*Work to be completed*. Some entries follow. Reproduce exactly the lines starting at the one with "readable in memory;" and stopping after the one with "fn validate_size(&mut self)".
_ _ _ _ _ _ _
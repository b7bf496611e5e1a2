//! The update state machine proper

use crate::cache::RamImageCache;
use crate::config::UpdaterConfig;
use crate::device::{
    busy_wait, halt, IndicatorMode, Platform, SpiFlash, StatusIndicator, UploadWindow,
};
use crate::error::{Error, Result};
use crate::flash::{erase_sector, program_page, rewrite};
use crate::hash;
use crate::multiboot::{self, BootSlot, SELECTOR_OFFSET};

use super::context::{Gates, Stage, UpdateContext, UpdateReport};

/// Drives one update run over the collaborators it borrows
///
/// Stages run strictly one after another on the caller's thread. The flash
/// controller mode is only ever changed from here (and from the rewrite it
/// invokes), so there is a single owner for it throughout.
pub struct UpdateStateMachine<'a, U, F, I, P>
where
    U: UploadWindow + ?Sized,
    F: SpiFlash + ?Sized,
    I: StatusIndicator + ?Sized,
    P: Platform + ?Sized,
{
    config: UpdaterConfig,
    upload: &'a U,
    flash: &'a mut F,
    indicator: &'a mut I,
    platform: &'a mut P,
    cache: &'a mut RamImageCache,
    ctx: UpdateContext,
}

impl<'a, U, F, I, P> UpdateStateMachine<'a, U, F, I, P>
where
    U: UploadWindow + ?Sized,
    F: SpiFlash + ?Sized,
    I: StatusIndicator + ?Sized,
    P: Platform + ?Sized,
{
    /// Create a state machine waiting for an upload
    pub fn new(
        config: UpdaterConfig,
        upload: &'a U,
        flash: &'a mut F,
        indicator: &'a mut I,
        platform: &'a mut P,
        cache: &'a mut RamImageCache,
    ) -> Self {
        Self {
            config,
            upload,
            flash,
            indicator,
            platform,
            cache,
            ctx: UpdateContext::new(),
        }
    }

    /// Current stage
    pub fn stage(&self) -> Stage {
        self.ctx.stage
    }

    /// State accumulated so far
    pub fn context(&self) -> &UpdateContext {
        &self.ctx
    }

    /// Run the current stage and move to the next one
    ///
    /// Terminal stages are sticky: stepping them again does nothing.
    pub fn step(&mut self) -> Stage {
        let stage = self.ctx.stage;
        let result = match stage {
            Stage::WaitForTrigger => self.wait_for_trigger(),
            Stage::ValidateSize => self.validate_size(),
            Stage::ValidateHash => self.validate_hash(),
            Stage::CopyToRam => self.copy_to_ram(),
            Stage::ValidateHeader => self.validate_header(),
            Stage::PatchHeader => self.patch_header(),
            Stage::SwitchToDirectMode => self.switch_to_direct_mode(),
            Stage::VerifyIdentity => self.verify_identity(),
            Stage::DifferentialRewrite => self.differential_rewrite(),
            Stage::Finalize => self.finalize(),
            Stage::Rebooted | Stage::Error(_) => return stage,
        };

        let next = match result {
            Ok(next) => next,
            Err(err) => self.fail(err),
        };
        log::debug!("Stage {:?} -> {:?}", stage, next);
        self.ctx.stage = next;
        next
    }

    /// Step until the run reboots or fails
    pub fn run(&mut self) -> Result<UpdateReport> {
        loop {
            match self.step() {
                Stage::Rebooted => return Ok(self.ctx.report()),
                Stage::Error(err) => return Err(err),
                _ => {}
            }
        }
    }

    /// Firmware entry: run the update, then never return
    ///
    /// On success the reboot controller has already taken over. On error
    /// the device is left inert with the error code readable in memory;
    /// recovery is external.
    pub fn run_forever(mut self) -> ! {
        if let Err(err) = self.run() {
            log::error!("Update halted: {}", err);
        }
        halt()
    }

    fn fail(&mut self, err: Error) -> Stage {
        let err = self.ctx.record_error(err);
        log::error!("Update failed in {:?}: {}", self.ctx.stage, err);
        self.indicator.set_mode(IndicatorMode::Error);
        Stage::Error(err)
    }

    fn wait_for_trigger(&mut self) -> Result<Stage> {
        self.indicator.set_mode(IndicatorMode::Idle);
        log::info!("Waiting for an image upload");
        while !self.upload.is_ready() {
            core::hint::spin_loop();
        }
        Ok(Stage::ValidateSize)
    }

    fn validate_size(&mut self) -> Result<Stage> {
        let image_length = self.upload.image_length();
        let source_len = self.upload.source().len();
        if image_length as usize > self.cache.capacity() || image_length as usize > source_len {
            log::error!(
                "Image of {} bytes does not fit (cache {} bytes, window {} bytes)",
                image_length,
                self.cache.capacity(),
                source_len
            );
            return Err(Error::InvalidImageSize);
        }
        log::info!("Image staged: {} bytes", image_length);
        self.ctx.image_length = image_length;
        self.ctx.gates |= Gates::SIZE;
        Ok(Stage::ValidateHash)
    }

    fn validate_hash(&mut self) -> Result<Stage> {
        let metadata = self.upload.metadata();
        let digest = hash::compute(self.upload.source(), metadata.hash_length, metadata.seed)?;
        self.ctx.calculated_hash = Some(digest);
        if digest != metadata.xxhash {
            log::error!(
                "Hash mismatch: computed 0x{:08X}, expected 0x{:08X}",
                digest,
                metadata.xxhash
            );
            return Err(Error::HashMismatch);
        }
        log::debug!("Hash 0x{:08X} verified over {} bytes", digest, metadata.hash_length);
        self.ctx.gates |= Gates::HASH;
        Ok(Stage::CopyToRam)
    }

    fn copy_to_ram(&mut self) -> Result<Stage> {
        let len = self.ctx.image_length as usize;
        let src = self
            .upload
            .source()
            .get(..len)
            .ok_or(Error::InvalidImageSize)?;
        self.cache.fill(src)?;
        log::debug!("Copied {} bytes to the RAM cache", len);
        Ok(Stage::ValidateHeader)
    }

    fn validate_header(&mut self) -> Result<Stage> {
        let slot = multiboot::identify(self.cache.as_slice())?;
        self.ctx.previous_slot = Some(slot);
        self.ctx.gates |= Gates::HEADER;
        Ok(Stage::PatchHeader)
    }

    fn patch_header(&mut self) -> Result<Stage> {
        multiboot::patch_to_updater(self.cache)?;
        Ok(Stage::SwitchToDirectMode)
    }

    fn switch_to_direct_mode(&mut self) -> Result<Stage> {
        // The published identity lives in flash, so capture it before the
        // memory map goes away.
        self.ctx.cached_spi_id = Some(self.upload.mapped_spi_id());
        self.flash.set_direct_access(true);
        busy_wait(self.flash);
        Ok(Stage::VerifyIdentity)
    }

    fn verify_identity(&mut self) -> Result<Stage> {
        let read_id = self.flash.read_id();
        self.ctx.read_spi_id = Some(read_id);
        let cached_id = self.ctx.cached_spi_id.unwrap_or_default();
        if cached_id != read_id {
            log::error!(
                "SPI identity mismatch: mapped 0x{:08X}, direct 0x{:08X}",
                cached_id,
                read_id
            );
            return Err(Error::SpiMismatch);
        }
        log::debug!("SPI identity 0x{:08X} confirmed", read_id);
        self.ctx.gates |= Gates::IDENTITY;
        Ok(Stage::DifferentialRewrite)
    }

    fn differential_rewrite(&mut self) -> Result<Stage> {
        debug_assert!(self.ctx.gates.is_all(), "rewrite with gates {:?}", self.ctx.gates);
        let stats = rewrite(
            self.flash,
            self.indicator,
            self.cache.as_slice(),
            self.config.flash_window_limit,
        );
        self.ctx.stats = Some(stats);
        Ok(Stage::Finalize)
    }

    fn finalize(&mut self) -> Result<Stage> {
        debug_assert!(self.ctx.gates.is_all(), "finalize with gates {:?}", self.ctx.gates);
        self.indicator.set_mode(IndicatorMode::Writing);
        self.platform.delay_ms(self.config.settle_delay_ms);

        // Next boot goes to the freshly written image, not back here
        program_page(
            self.flash,
            SELECTOR_OFFSET as u32,
            &[BootSlot::Default.selector()],
        );
        erase_sector(self.flash, self.config.booster_offset);
        busy_wait(self.flash);

        log::info!(
            "Update committed, rebooting into image {}",
            self.config.reboot_image_index
        );
        self.platform.reboot(self.config.reboot_image_index);
        Ok(Stage::Rebooted)
    }
}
_ _ _ _ _ _ _
*Output for this task*.
    /// the device is left inert with the error code readable in memory;
    /// recovery is external.
    pub fn run_forever(mut self) -> ! {
        if let Err(err) = self.run() {
            log::error!("Update halted: {}", err);
        }
        halt()
    }

    fn fail(&mut self, err: Error) -> Stage {
        let err = self.ctx.record_error(err);
        log::error!("Update failed in {:?}: {}", self.ctx.stage, err);
        self.indicator.set_mode(IndicatorMode::Error);
        Stage::Error(err)
    }

    fn wait_for_trigger(&mut self) -> Result<Stage> {
        self.indicator.set_mode(IndicatorMode::Idle);
        log::info!("Waiting for an image upload");
        while !self.upload.is_ready() {
            core::hint::spin_loop();
        }
        Ok(Stage::ValidateSize)
    }

    fn validate_size(&mut self) -> Result<Stage> {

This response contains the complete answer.